School of Public Health, University of Medicine and Dentistry of New Jersey, Piscataway, New Jersey, USA.
Environ Health Perspect. 2010 Sep;118(9):1229-34. doi: 10.1289/ehp.0901624. Epub 2010 Apr 30.
Previous studies have reported increased risk of myocardial infarction (MI) after increases in ambient particulate matter (PM) air pollution concentrations in the hours and days before MI onset.
We hypothesized that acute increases in fine PM with aerodynamic diameter < or = 2.5 microm (PM(2.5)) may be associated with increased risk of MI and that chronic obstructive pulmonary disease (COPD) and diabetes may increase susceptibility to PM(2.5).

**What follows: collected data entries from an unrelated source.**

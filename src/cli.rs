use std::path::PathBuf;

use clap::Parser;

use crate::{config::AppConfig, render::RenderOptions};

/// See the latest data about Covid-19 in Romania.
#[derive(Debug, Parser)]
#[command(name = "covid_watch", version)]
pub struct Cli {
    /// Use the data cached by the last successful fetch instead of the network.
    #[arg(long)]
    pub cached: bool,

    /// How many days before today should be displayed.
    #[arg(long, default_value_t = 7)]
    pub days: u32,

    /// Display only deltas, without the full values.
    #[arg(long)]
    pub deltas: bool,

    /// Display a smaller table by omitting the horizontal rules.
    #[arg(long)]
    pub compact: bool,

    /// Region code to watch; repeat or comma separate to watch several.
    /// Replaces COVID_WATCHED_REGIONS and the built-in list.
    #[arg(long = "region", value_delimiter = ',')]
    pub regions: Vec<String>,

    /// Where the fetched document is mirrored. Overrides COVID_CACHE_FILE.
    #[arg(long)]
    pub cache_file: Option<PathBuf>,

    /// Print the table without terminal colours.
    #[arg(long)]
    pub no_color: bool,
}

impl Cli {
    pub fn render_options(&self) -> RenderOptions {
        RenderOptions {
            deltas_only: self.deltas,
            compact: self.compact,
            color: !self.no_color,
        }
    }

    /// Applies the command line overrides on top of `config`.
    pub fn apply(&self, config: &mut AppConfig) {
        config.override_regions(self.regions.clone());
        if let Some(cache_file) = &self.cache_file {
            config.cache_file = cache_file.clone();
        }
    }
}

We also explored whether both transmural and nontransmural infarctions were acutely associated with ambient PM(2.5) concentrations.
We studied all hospital admissions from 2004 through 2006 for first acute MI of adult residents of New Jersey who lived within 10 km of a PM(2.5) monitoring site (n = 5,864), as well as ambient measurements of PM(2.5), nitrogen dioxide, sulfur dioxide, carbon monoxide, and ozone.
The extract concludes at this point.